Independent and autonomous trade unions face routine harassment from the government, with many leaders imprisoned and protests suppressed. In 2016 a number of unions, many of which were involved in the 2010–2012 Algerian Protests, have been deregistered by the government.



Homosexuality is illegal in Algeria. Public homosexual behavior is punishable by up to two years in prison.



Algeria is divided into 48 provinces, 553 districts and 1,541 municipalities. Each province, district, and municipality is named after its seat, which is usually the largest city.

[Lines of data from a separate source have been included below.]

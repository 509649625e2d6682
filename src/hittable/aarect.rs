use crate::*;

/// Box made of six axis-aligned rectangles. Faces on the minimum side are
/// flipped so every face reports `front` for rays arriving from outside.
pub fn make_box(a: Point, b: Point, mat: Arc<dyn Material>) -> Arc<HittableList> {
    let mut sides:HittableList  = HittableList::new();
    let min = a.min(b);
    let max = a.max(b);

    sides.add(Arc::new(AxisRect::xy(min.x, max.x, min.y, max.y, max.z, mat.clone()))); // front
    sides.add(Arc::new(FlipFace::new(Arc::new(AxisRect::xy(min.x, max.x, min.y, max.y, min.z, mat.clone()))))); // back
    sides.add(Arc::new(AxisRect::xz(min.x, max.x, min.z, max.z, max.y, mat.clone()))); // top
    sides.add(Arc::new(FlipFace::new(Arc::new(AxisRect::xz(min.x, max.x, min.z, max.z, min.y, mat.clone()))))); // bottom
    sides.add(Arc::new(AxisRect::yz(min.y, max.y, min.z, max.z, max.x, mat.clone()))); // right
    sides.add(Arc::new(FlipFace::new(Arc::new(AxisRect::yz(min.y, max.y, min.z, max.z, min.x, mat))))); // left
    Arc::new(sides)
}

#[derive(Clone, Copy, Debug, PartialEq, Eq)]
pub enum Plane{
    XY,
    XZ,
    YZ,
}

impl Plane{
    /// (first in-plane axis, second in-plane axis, normal axis)
    fn axes(self) -> (usize, usize, usize){
        match self{
            Plane::XY => (0, 1, 2),
            Plane::XZ => (0, 2, 1),
            Plane::YZ => (1, 2, 0),
        }
    }
}

/// Rectangle lying in an axis plane at coordinate `k` on the normal axis.
/// Its outward normal is the positive normal axis.
pub struct AxisRect{
    plane: Plane,
    a: Interval,
    b: Interval,
    k: Float,
    mat: Arc<dyn Material>,
}

impl AxisRect{
    pub fn new(plane: Plane, a0: Float, a1: Float, b0: Float, b1: Float, k: Float, mat: Arc<dyn Material>) -> Self{
        Self{plane, a:Interval::ordered(a0, a1), b:Interval::ordered(b0, b1), k, mat}
    }
    pub fn xy(x0: Float, x1: Float, y0: Float, y1: Float, k: Float, mat: Arc<dyn Material>) -> Self{
        Self::new(Plane::XY, x0, x1, y0, y1, k, mat)
    }
    pub fn xz(x0: Float, x1: Float, z0: Float, z1: Float, k: Float, mat: Arc<dyn Material>) -> Self{
        Self::new(Plane::XZ, x0, x1, z0, z1, k, mat)
    }
    pub fn yz(y0: Float, y1: Float, z0: Float, z1: Float, k: Float, mat: Arc<dyn Material>) -> Self{
        Self::new(Plane::YZ, y0, y1, z0, z1, k, mat)
    }
    pub fn area(&self) -> Float{
        self.a.len()*self.b.len()
    }
    fn normal(&self) -> Vector{
        let (_, _, k) = self.plane.axes();
        let mut n = Vector::ZERO;
        n[k] = 1.0;
        n
    }
    fn point(&self, a: Float, b: Float) -> Point{
        let (ai, bi, ki) = self.plane.axes();
        let mut p = Point::ZERO;
        p[ai] = a;
        p[bi] = b;
        p[ki] = self.k;
        p
    }
}

impl Hittable for AxisRect{
    fn hit(&self, ray: &Ray, t:&Interval) -> Option<HitRecord<'_>> {
        let (ai, bi, ki) = self.plane.axes();
        let root = (self.k - ray.orig[ki]) / ray.dir[ki];
        if !t.surrounds(root){
            return None;
        }
        let a = ray.orig[ai] + root*ray.dir[ai];
        let b = ray.orig[bi] + root*ray.dir[bi];
        if !self.a.contains(a) || !self.b.contains(b){
            return None;
        }
        let uv = UV::new((a - self.a.min)/self.a.len(), (b - self.b.min)/self.b.len());
        Some(HitRecord::new(ray, root, ray.at(root), self.normal(), uv, self.mat.as_ref()))
    }
    fn bounding_box(&self, _time0: Float, _time1: Float) -> Option<AABB> {
        Some(AABB::enclosing_point(&self.point(self.a.min, self.b.min), &self.point(self.a.max, self.b.max)))
    }
    fn pdf_value(&self, orig: &Point, dir: &Vector) -> Float{
        match self.hit(&Ray::new(*orig, *dir, 0.0), &Interval::new(0.001, INFINITY)){
            Some(record) => {
                let distance_squared = record.t*record.t*dir.length_squared();
                let cosine = (dir.dot(record.n) / dir.length()).abs();
                distance_squared / (cosine*self.area())
            },
            None => 0.0
        }
    }
    fn random_direction(&self, orig: &Point, rng: &mut dyn RngCore) -> Vector{
        let a = random_range(rng, self.a.min, self.a.max);
        let b = random_range(rng, self.b.min, self.b.max);
        self.point(a, b) - *orig
    }
}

Algeria is classified as an upper middle income country by the World Bank. Algeria’s currency is the dinar (DZD). The economy remains dominated by the state, a legacy of the country’s socialist post-independence development model. In recent years, the Algerian government has halted the privatization of state-owned industries and imposed restrictions on imports and foreign involvement in its economy. These restrictions are just starting to be lifted off recently although questions about Algeria’s slowly-diversifying economy remain.



Algeria has struggled to develop industries outside hydrocarbons in part because of high costs and an inert state bureaucracy. The government’s efforts to diversify the economy by attracting foreign and domestic investment outside the energy sector have done little to reduce high youth unemployment rates or to address housing shortages. The country is facing a number of short-term and medium-term problems, including the need to diversify the economy, strengthen political, economic and financial reforms, improve the business climate and reduce inequalities amongst regions.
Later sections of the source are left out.